TALL AFAR, Iraq, April 5 -- A huge bomb exploded near a bus filled with Iraqi soldiers returning from leave Tuesday, killing at least three and wounding at least 44 in an attack that showed how even a payroll issue in Iraq can turn deadly.
The Iraqi soldiers were en route to a U.S. base here from the city of Sinjar, where they had dropped off their monthly pay. Because Iraq's banking system cannot accommodate direct deposits, recruits are given a week's leave each month to carry their money home -- a system that has created chronic security problems and hampered the U.S. military's efforts to develop Iraq's new army.
The bus, carrying nearly 50 soldiers, was surrounded by several trucks mounted with guns to fend off an attack by insurgents. But as the bus neared a checkpoint in the late afternoon on the west side of Tall Afar, a violent city of about 250,000 near the Syrian border, the bomb exploded close to its left side.
"I think
knew that this was our day to come back," said Capt. Ismail Simmo, who said he was riding in one of the gun trucks when the bomb exploded. "We thought we were safe."
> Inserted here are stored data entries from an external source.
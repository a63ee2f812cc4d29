#![cfg(feature = "std")]
//! Driving an external engine process over its stdin/stdout.

use std::time::Duration;

use thiserror::Error;

pub mod bridge;
pub mod lines;
pub mod process;
pub mod protocol;

pub use bridge::{EngineBridge, EngineState};
pub use lines::LineBuffer;
pub use protocol::{BestMove, EngineLine, UciCommand};

#[derive(Debug, Error)]
pub enum EngineError {
    #[error("failed to start engine {program}: {source}")]
    Spawn {
        program: String,
        source: std::io::Error,
    },
    /// The process exited or a pipe failed. Terminal for the session.
    #[error("engine unavailable: {reason}")]
    Terminated { reason: String },
    #[error("engine sent no bestmove within {after:?}")]
    Timeout { after: Duration },
    #[error("malformed engine response {line:?}")]
    MalformedResponse { line: String },
    #[error("search dispatched while another was in flight")]
    ConcurrentRequest,
}

impl EngineError {
    /// Whether the caller should treat the engine as unavailable and offer a
    /// retry or fallback.
    pub fn is_unavailable(&self) -> bool {
        matches!(
            self,
            EngineError::Spawn { .. } | EngineError::Terminated { .. } | EngineError::Timeout { .. }
        )
    }
}

pub(crate) fn terminated(reason: impl Into<String>) -> EngineError {
    EngineError::Terminated {
        reason: reason.into(),
    }
}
For three hours Tuesday night, a tableau at once bleak and inspiring unfolded in the shadows near an aid station at Forward Operating Base Sykes. American soldiers working in teams used stretchers or their own shoulders to move the bloodied Iraqis between the intensive care unit and medevac helicopters that ferried at least 20 of them to a U.S. combat support hospital in Mosul, about 35 miles to the east.